>>>>>
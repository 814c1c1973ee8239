use axum::{
    extract::{MatchedPath, Request},
    middleware::Next,
    response::Response,
};
use opentelemetry::{KeyValue, global, trace::TraceError};
use opentelemetry_otlp::WithExportConfig;
use opentelemetry_sdk::{
    Resource,
    propagation::TraceContextPropagator,
    runtime,
    trace::{RandomIdGenerator, Sampler, Tracer},
};
use opentelemetry_semantic_conventions::resource::{SERVICE_NAME, SERVICE_VERSION};
use std::time::Instant;
use tracing::{error, info, warn};
use tracing_appender::rolling::{RollingFileAppender, Rotation};
use tracing_subscriber::{EnvFilter, Layer, fmt, layer::SubscriberExt, util::SubscriberInitExt};

use crate::basic_logging::{env_filter, init_basic_console_logging};
use crate::is_observability_enabled;

const LOG_DIR: &str = "storage/logs";

pub async fn logging_middleware(req: Request, next: Next) -> Response {
    let start = Instant::now();
    let method = req.method().clone();
    let path = req
        .extensions()
        .get::<MatchedPath>()
        .map(|p| p.as_str().to_string())
        .unwrap_or_else(|| req.uri().path().to_string());

    let request_id = uuid::Uuid::new_v4().to_string();

    info!(
        request_id = %request_id,
        method = %method,
        path = %path,
        "Incoming request"
    );

    let response = next.run(req).await;
    let latency_ms = start.elapsed().as_millis() as u64;
    let status = response.status().as_u16();

    match status {
        400..=499 => warn!(
            request_id = %request_id,
            method = %method,
            path = %path,
            status,
            latency_ms,
            "Client error"
        ),
        500..=599 => error!(
            request_id = %request_id,
            method = %method,
            path = %path,
            status,
            latency_ms,
            "Server error"
        ),
        _ => info!(
            request_id = %request_id,
            method = %method,
            path = %path,
            status,
            latency_ms,
            "Request completed"
        ),
    }

    response
}

fn init_tracer(endpoint: String) -> Result<Tracer, TraceError> {
    global::set_text_map_propagator(TraceContextPropagator::new());

    let resource = Resource::new(vec![
        KeyValue::new(SERVICE_NAME, "rollcall"),
        KeyValue::new(SERVICE_VERSION, env!("CARGO_PKG_VERSION")),
        KeyValue::new(
            "environment",
            std::env::var("ENVIRONMENT").unwrap_or_else(|_| "development".to_string()),
        ),
    ]);

    let exporter = opentelemetry_otlp::new_exporter()
        .tonic()
        .with_endpoint(endpoint);

    opentelemetry_otlp::new_pipeline()
        .tracing()
        .with_exporter(exporter)
        .with_trace_config(
            opentelemetry_sdk::trace::Config::default()
                .with_sampler(Sampler::AlwaysOn)
                .with_id_generator(RandomIdGenerator::default())
                .with_resource(resource),
        )
        .install_batch(runtime::Tokio)
}

/// Installs the global subscriber.
///
/// Layers:
/// - compact console output filtered by `RUST_LOG` / `LOG_LEVEL`
/// - daily rolling JSON file under `storage/logs` (skipped if the directory
///   cannot be created)
/// - OpenTelemetry export when `OTEL_EXPORTER_OTLP_ENDPOINT` is set
///
/// With `OBSERVABILITY_ENABLED=false` only the console layer is installed.
pub fn init_tracing() {
    if !is_observability_enabled() {
        init_basic_console_logging();
        return;
    }

    let console_layer = fmt::layer()
        .with_target(false)
        .with_file(true)
        .with_line_number(true)
        .compact()
        .with_filter(env_filter());

    let json_layer = match std::fs::create_dir_all(LOG_DIR) {
        Ok(()) => {
            let appender = RollingFileAppender::new(Rotation::DAILY, LOG_DIR, "rollcall.json");
            Some(
                fmt::layer()
                    .json()
                    .with_writer(appender)
                    .with_current_span(true)
                    .with_span_list(true)
                    .with_filter(EnvFilter::new("info")),
            )
        }
        Err(e) => {
            eprintln!("Failed to create {LOG_DIR}: {e}. File logging disabled.");
            None
        }
    };

    let otel_layer = match std::env::var("OTEL_EXPORTER_OTLP_ENDPOINT") {
        Ok(endpoint) => match init_tracer(endpoint) {
            Ok(tracer) => Some(tracing_opentelemetry::layer().with_tracer(tracer)),
            Err(e) => {
                eprintln!("Failed to initialize OpenTelemetry: {e}. Continuing without it.");
                None
            }
        },
        Err(_) => None,
    };
    let otel_enabled = otel_layer.is_some();

    let initialized = tracing_subscriber::registry()
        .with(console_layer)
        .with(json_layer)
        .with(otel_layer)
        .try_init()
        .is_ok();

    if initialized {
        info!(otel = otel_enabled, "Tracing initialized");
    }
}

pub async fn shutdown_tracer() {
    info!("Shutting down OpenTelemetry tracer");
    global::shutdown_tracer_provider();
}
<<<<<
* **Task to complete**: Your answer should reproduce each line of the listing that holds the word "Sampler".

* **Result of this exercise**:
    trace::{RandomIdGenerator, Sampler, Tracer},
                .with_sampler(Sampler::AlwaysOn)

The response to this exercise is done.